[Task brief]:
Repeat the data below exactly, with every entry included.

(Saved entries)
^^^^

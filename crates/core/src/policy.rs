//! Retry policy configuration.

use std::time::Duration;

use serde::{Deserialize, Serialize};

/// Per-work-type retry configuration.
///
/// Resolved by the registry through an explicit lookup keyed on the work
/// type name; a type without an entry gets `RetryPolicy::default()`.
#[derive(Debug, Clone, PartialEq, Eq, Serialize, Deserialize)]
pub struct RetryPolicy {
    /// Maximum attempts before the record is exhausted.
    pub try_limit: u32,
    /// How long after `schedule_at` the record stays eligible at all.
    pub expire_after: Duration,
    /// Explicit per-attempt backoff intervals. Empty means the default
    /// bucket policy applies.
    pub backoff_intervals: Vec<Duration>,
}

impl Default for RetryPolicy {
    fn default() -> Self {
        Self {
            // One attempt roughly every few minutes for a day.
            try_limit: 200,
            expire_after: Duration::from_secs(60 * 60 * 24),
            backoff_intervals: Vec::new(),
        }
    }
}

impl RetryPolicy {
    pub fn new(try_limit: u32, expire_after: Duration) -> Self {
        Self {
            try_limit,
            expire_after,
            ..Default::default()
        }
    }

    pub fn with_intervals(mut self, intervals: Vec<Duration>) -> Self {
        self.backoff_intervals = intervals;
        self
    }

    /// Backoff interval to apply after attempt number `tried_count`
    /// (1-indexed, i.e. the count *including* the attempt that just ran).
    ///
    /// With explicit intervals the list is indexed by `tried_count - 1`,
    /// clamped to the last entry. Otherwise the coarse default buckets
    /// apply: attempts 1-10 wait 1 minute, 11-20 wait 5 minutes, later
    /// attempts wait 10 minutes.
    pub fn next_interval(&self, tried_count: u32) -> Duration {
        if self.backoff_intervals.is_empty() {
            return match tried_count {
                0..=10 => Duration::from_secs(60),
                11..=20 => Duration::from_secs(5 * 60),
                _ => Duration::from_secs(10 * 60),
            };
        }
        let last = self.backoff_intervals.len() - 1;
        let index = (tried_count.saturating_sub(1) as usize).min(last);
        self.backoff_intervals[index]
    }
}

#[cfg(test)]
mod tests {
    use super::*;
    use proptest::prelude::*;

    #[test]
    fn default_buckets() {
        let policy = RetryPolicy::default();

        assert_eq!(policy.next_interval(1), Duration::from_secs(60));
        assert_eq!(policy.next_interval(10), Duration::from_secs(60));
        assert_eq!(policy.next_interval(11), Duration::from_secs(300));
        assert_eq!(policy.next_interval(20), Duration::from_secs(300));
        assert_eq!(policy.next_interval(21), Duration::from_secs(600));
        assert_eq!(policy.next_interval(1000), Duration::from_secs(600));
    }

    #[test]
    fn explicit_intervals_clamp_to_last() {
        let policy = RetryPolicy::default().with_intervals(vec![
            Duration::from_secs(5),
            Duration::from_secs(30),
        ]);

        assert_eq!(policy.next_interval(1), Duration::from_secs(5));
        assert_eq!(policy.next_interval(2), Duration::from_secs(30));
        assert_eq!(policy.next_interval(3), Duration::from_secs(30));
        assert_eq!(policy.next_interval(99), Duration::from_secs(30));
    }

    #[test]
    fn zero_tried_count_uses_first_entry() {
        let policy =
            RetryPolicy::default().with_intervals(vec![Duration::from_secs(7)]);
        assert_eq!(policy.next_interval(0), Duration::from_secs(7));
    }

    proptest! {
        #[test]
        fn default_backoff_is_monotone(a in 0u32..1000, b in 0u32..1000) {
            let policy = RetryPolicy::default();
            let (lo, hi) = if a <= b { (a, b) } else { (b, a) };
            prop_assert!(policy.next_interval(lo) <= policy.next_interval(hi));
        }
    }
}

^^^^

[Final answer]:
filename crates/core/src/policy.rs
//! Retry policy configuration.

use std::time::Duration;

use serde::{Deserialize, Serialize};

/// Per-work-type retry configuration.
///
/// Resolved by the registry through an explicit lookup keyed on the work
/// type name; a type without an entry gets `RetryPolicy::default()`.
#[derive(Debug, Clone, PartialEq, Eq, Serialize, Deserialize)]
pub struct RetryPolicy {
    /// Maximum attempts before the record is exhausted.
    pub try_limit: u32,
    /// How long after `schedule_at` the record stays eligible at all.
    pub expire_after: Duration,
    /// Explicit per-attempt backoff intervals. Empty means the default
    /// bucket policy applies.
    pub backoff_intervals: Vec<Duration>,
}

impl Default for RetryPolicy {
    fn default() -> Self {
        Self {
            // One attempt roughly every few minutes for a day.
            try_limit: 200,
            expire_after: Duration::from_secs(60 * 60 * 24),
            backoff_intervals: Vec::new(),
        }
    }
}

impl RetryPolicy {
    pub fn new(try_limit: u32, expire_after: Duration) -> Self {
        Self {
            try_limit,
            expire_after,
            ..Default::default()
        }
    }

    pub fn with_intervals(mut self, intervals: Vec<Duration>) -> Self {
        self.backoff_intervals = intervals;
        self
    }

    /// Backoff interval to apply after attempt number `tried_count`
    /// (1-indexed, i.e. the count *including* the attempt that just ran).
    ///
    /// With explicit intervals the list is indexed by `tried_count - 1`,
    /// clamped to the last entry. Otherwise the coarse default buckets
    /// apply: attempts 1-10 wait 1 minute, 11-20 wait 5 minutes, later
    /// attempts wait 10 minutes.
    pub fn next_interval(&self, tried_count: u32) -> Duration {
        if self.backoff_intervals.is_empty() {
            return match tried_count {
                0..=10 => Duration::from_secs(60),
                11..=20 => Duration::from_secs(5 * 60),
                _ => Duration::from_secs(10 * 60),
            };
        }
        let last = self.backoff_intervals.len() - 1;
        let index = (tried_count.saturating_sub(1) as usize).min(last);
        self.backoff_intervals[index]
    }
}

#[cfg(test)]
mod tests {
    use super::*;
    use proptest::prelude::*;

    #[test]
    fn default_buckets() {
        let policy = RetryPolicy::default();

        assert_eq!(policy.next_interval(1), Duration::from_secs(60));
        assert_eq!(policy.next_interval(10), Duration::from_secs(60));
        assert_eq!(policy.next_interval(11), Duration::from_secs(300));
        assert_eq!(policy.next_interval(20), Duration::from_secs(300));
        assert_eq!(policy.next_interval(21), Duration::from_secs(600));
        assert_eq!(policy.next_interval(1000), Duration::from_secs(600));
    }

    #[test]
    fn explicit_intervals_clamp_to_last() {
        let policy = RetryPolicy::default().with_intervals(vec![
            Duration::from_secs(5),
            Duration::from_secs(30),
        ]);

        assert_eq!(policy.next_interval(1), Duration::from_secs(5));
        assert_eq!(policy.next_interval(2), Duration::from_secs(30));
        assert_eq!(policy.next_interval(3), Duration::from_secs(30));
        assert_eq!(policy.next_interval(99), Duration::from_secs(30));
    }

    #[test]
    fn zero_tried_count_uses_first_entry() {
        let policy =
            RetryPolicy::default().with_intervals(vec![Duration::from_secs(7)]);
        assert_eq!(policy.next_interval(0), Duration::from_secs(7));
    }

    proptest! {
        #[test]
        fn default_backoff_is_monotone(a in 0u32..1000, b in 0u32..1000) {
            let policy = RetryPolicy::default();
            let (lo, hi) = if a <= b { (a, b) } else { (b, a) };
            prop_assert!(policy.next_interval(lo) <= policy.next_interval(hi));
        }
    }
}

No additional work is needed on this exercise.